I am not, in fact, suggesting that we shouldn’t, only that it’s fascinating that we will admit to a computer prompt what we might not admit to our closest friends and family members. Google knows when you think you might have a sexually transmitted disease before any of your sexual partners do. With a bit of work, one can tell by analyzing your public social media records whether you’re gay, or atheist, or cheating on your partner. Some of this is due to what Dataclysm calls “breadcrumbs”–implicit information left behind by actions that you don’t intend to offer meaning to others, but which do nonetheless. As an example, your list of Facebook friends, by itself, can reveal a startling amount of information about you, even if little else in your profile is publicly available. We may not think that the act of adding someone as a friend helps tell a computer system what our politics, religious belief, and sexual orientation are, but it does. Every data point helps the systems that crunch all this information learn more and more about you.
It is certainly troubling to think about, in some ways. The NSA and other intelligence agencies collect much of this information, and a lot more. Even cell phone metadata–frequently declared to be “harmless” by the government agencies that collect it–reveals a great deal about you. It can be determined without much difficulty what sorts of people you associate with, what your politics might be, what your movements consist of, what your economic status is, what race you are, whether you are romantically involved with anyone, whether you are employed and what industry you work in, when you might be having financial or legal problems, when you might be ill and what you are suffering from, and on and on and on. All of this can be gathered by taking what phone numbers your phone number has connected with, then looking up the owners and purposes of each number.

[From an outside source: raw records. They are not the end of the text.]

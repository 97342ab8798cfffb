//! Database connection pool management.

use anyhow::{Context, Result};
use sqlx::postgres::{PgPool, PgPoolOptions};

use crate::config::Config;

/// Create a PostgreSQL connection pool.
pub async fn create_pool(config: &Config) -> Result<PgPool> {
    let pool = PgPoolOptions::new()
        .max_connections(config.database_max_connections)
        .connect(&config.database_url)
        .await
        .context("failed to connect to PostgreSQL")?;

    Ok(pool)
}

/// Apply the embedded schema migrations.
pub async fn run_migrations(pool: &PgPool) -> Result<()> {
    sqlx::migrate!()
        .run(pool)
        .await
        .context("failed to run database migrations")?;

    Ok(())
}

/// Check if the database connection is healthy.
pub async fn check_health(pool: &PgPool) -> bool {
    sqlx::query("SELECT 1").execute(pool).await.is_ok()
}
//! Vetrina CMS Kernel Library
//!
//! The kernel serves content, hosts the compiled-in plugins and dispatches
//! their taps. The main entry point for running the server is the `vetrina`
//! binary.

pub mod config;
pub mod content;
pub mod db;
pub mod error;
pub mod form;
pub mod host;
pub mod menu;
pub mod models;
pub mod permissions;
pub mod routes;
pub mod session;
pub mod settings;
pub mod state;
pub mod tap;
pub mod theme;

use axum::Router;

use crate::state::AppState;

/// All kernel routes, before session and tracing layers are applied.
pub fn app_router() -> Router<AppState> {
    Router::new()
        .merge(routes::front::router())
        .merge(routes::auth::router())
        .merge(routes::admin::router())
        .merge(routes::health::router())
        .merge(routes::item::router())
}
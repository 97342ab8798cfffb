//! Theme engine and template rendering.
//!
//! Provides Tera-based template rendering with template suggestion
//! resolution, form rendering and `<head>` element output.

mod engine;

pub use engine::{TOKEN_FIELD, ThemeEngine};
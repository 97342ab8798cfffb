//! Text sanitization and output escaping.
//!
//! Input is sanitized once when it is stored; output is escaped for the
//! context it is written into. Plugins and the kernel share these so the
//! same text is treated identically on both sides.

use std::sync::LazyLock;

use regex::Regex;

/// `<script>` and `<style>` elements, including their contents.
#[allow(clippy::expect_used)]
static SCRIPT_STYLE: LazyLock<Regex> = LazyLock::new(|| {
    Regex::new(r"(?is)<(?:script|style)\b[^>]*>.*?</(?:script|style)\s*>")
        .expect("static regex is valid")
});

/// Runs of line breaks, tabs and spaces.
#[allow(clippy::expect_used)]
static WHITESPACE: LazyLock<Regex> =
    LazyLock::new(|| Regex::new(r"[\r\n\t ]+").expect("static regex is valid"));

/// Percent-encoded octets such as `%3C`.
#[allow(clippy::expect_used)]
static PERCENT_OCTET: LazyLock<Regex> =
    LazyLock::new(|| Regex::new(r"(?i)%[a-f0-9]{2}").expect("static regex is valid"));

/// Sanitize a single-line text value for storage.
///
/// - removes `<script>`/`<style>` elements with their contents
/// - strips every tag; a `<` that never closes is kept as `&lt;`
/// - drops percent-encoded octets
/// - turns line breaks and tabs into spaces and collapses whitespace
/// - trims both ends
pub fn sanitize_text_field(input: &str) -> String {
    let mut filtered = if input.contains('<') {
        strip_tags(&SCRIPT_STYLE.replace_all(input, ""))
    } else {
        input.to_string()
    };

    filtered = WHITESPACE.replace_all(&filtered, " ").into_owned();

    // Removing one octet can expose another ("%%3C3C")
    let mut found = false;
    while PERCENT_OCTET.is_match(&filtered) {
        filtered = PERCENT_OCTET.replace_all(&filtered, "").into_owned();
        found = true;
    }
    if found {
        filtered = WHITESPACE.replace_all(&filtered, " ").into_owned();
    }

    filtered.trim().to_string()
}

/// Remove `<...>` tags. A `<` that is not closed before the next `<` or the
/// end of input is not a tag and is encoded as `&lt;`.
fn strip_tags(input: &str) -> String {
    let mut out = String::with_capacity(input.len());
    let mut rest = input;

    while let Some(start) = rest.find('<') {
        out.push_str(&rest[..start]);
        let after = &rest[start + 1..];

        match (after.find('>'), after.find('<')) {
            (Some(gt), next_lt) if next_lt.is_none_or(|lt| gt < lt) => {
                rest = &after[gt + 1..];
            }
            _ => {
                out.push_str("&lt;");
                rest = after;
            }
        }
    }

    out.push_str(rest);
    out
}

/// HTML-escape a string for text content.
pub fn escape_html(s: &str) -> String {
    s.replace('&', "&amp;")
        .replace('<', "&lt;")
        .replace('>', "&gt;")
        .replace('"', "&quot;")
        .replace('\'', "&#x27;")
}

/// Escape a string for use inside a double- or single-quoted attribute.
pub fn escape_attr(s: &str) -> String {
    escape_html(s)
}

/// Make CSS safe to place inside a `<style>` element.
///
/// CSS is written as-is except that `</` becomes `<\/`, which CSS reads
/// identically but which cannot close the element.
pub fn escape_style_content(css: &str) -> String {
    css.replace("</", "<\\/")
}

#[cfg(test)]
mod tests {
    use super::*;

    #[test]
    fn plain_css_is_unchanged() {
        assert_eq!(sanitize_text_field("body{color:red}"), "body{color:red}");
        assert_eq!(
            sanitize_text_field("ul > li { margin: 0 }"),
            "ul > li { margin: 0 }"
        );
    }

    #[test]
    fn tags_are_stripped() {
        assert_eq!(
            sanitize_text_field("<b>h1</b> { color: blue }"),
            "h1 { color: blue }"
        );
        assert_eq!(
            sanitize_text_field("p{}</style><script>alert(1)</script>"),
            "p{}"
        );
    }

    #[test]
    fn style_elements_are_removed_with_content() {
        assert_eq!(
            sanitize_text_field("a{}<style>b{}</style>c{}"),
            "a{}c{}"
        );
        assert_eq!(sanitize_text_field("<SCRIPT src=x>bad()</SCRIPT>ok"), "ok");
    }

    #[test]
    fn lone_less_than_is_encoded() {
        assert_eq!(sanitize_text_field("a < b"), "a &lt; b");
        assert_eq!(sanitize_text_field("x <y <b>z</b>"), "x &lt;y z");
    }

    #[test]
    fn whitespace_is_collapsed() {
        assert_eq!(
            sanitize_text_field("  body {\n\tcolor: red;\r\n}  "),
            "body { color: red; }"
        );
    }

    #[test]
    fn percent_octets_are_removed() {
        assert_eq!(sanitize_text_field("a%3Cb"), "ab");
        assert_eq!(sanitize_text_field("a%%3C3Cb"), "ab");
        assert_eq!(sanitize_text_field("width: 50%;"), "width: 50%;");
    }

    #[test]
    fn empty_input() {
        assert_eq!(sanitize_text_field(""), "");
        assert_eq!(sanitize_text_field(" \n "), "");
    }

    #[test]
    fn escape_html_special_chars() {
        assert_eq!(
            escape_html("<script>alert('xss')</script>"),
            "&lt;script&gt;alert(&#x27;xss&#x27;)&lt;/script&gt;"
        );
        assert_eq!(escape_html("a & b"), "a &amp; b");
        assert_eq!(escape_attr(r#"say "hello""#), "say &quot;hello&quot;");
        assert_eq!(escape_html("hello world"), "hello world");
    }

    #[test]
    fn style_content_cannot_close_element() {
        assert_eq!(escape_style_content("body{color:red}"), "body{color:red}");
        assert_eq!(
            escape_style_content("a{}</style><b>"),
            "a{}<\\/style><b>"
        );
    }
}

The answer is not to forbid collecting data. That ship has sailed. Governments, certainly, should be constrained from collecting (or at least accessing) data as they please. But thus far there has been little accountability in terms of how companies manage data. Even massive breaches in which millions of credit card numbers and bank account details are compromised have failed to resort in any meaningful policy action. It’s as if we are content to live with this as a new status quo–that this age in which data ebbs and flows between dozens or hundreds of computers and companies and networks every day simply prohibits any kind of effective management or protection.
Asking people not to share aspects of their lives online is clearly a non-starter, too. Our Twitters and Instagrams and Facebooks have become extensions of ourselves. They have replaced handwritten letters, phone calls, and to some extent, face-to-face encounters. We can keep up with friends and family members who live hundreds or thousands of miles away. All of this convenience and communication has a cost that, I think, we have yet to reckon with. Dataclysm touched only on a very small amount of that data, but was able to find stark racial biases in OkCupid’s usage patterns, and significant cultural differences between various kinds of users, all by aggregating and analyzing data that users have submitted freely.
I am simultaneously fascinated and concerned by what we might learn in the years to come, about ourselves and each other–the things we communicate that we never even meant to.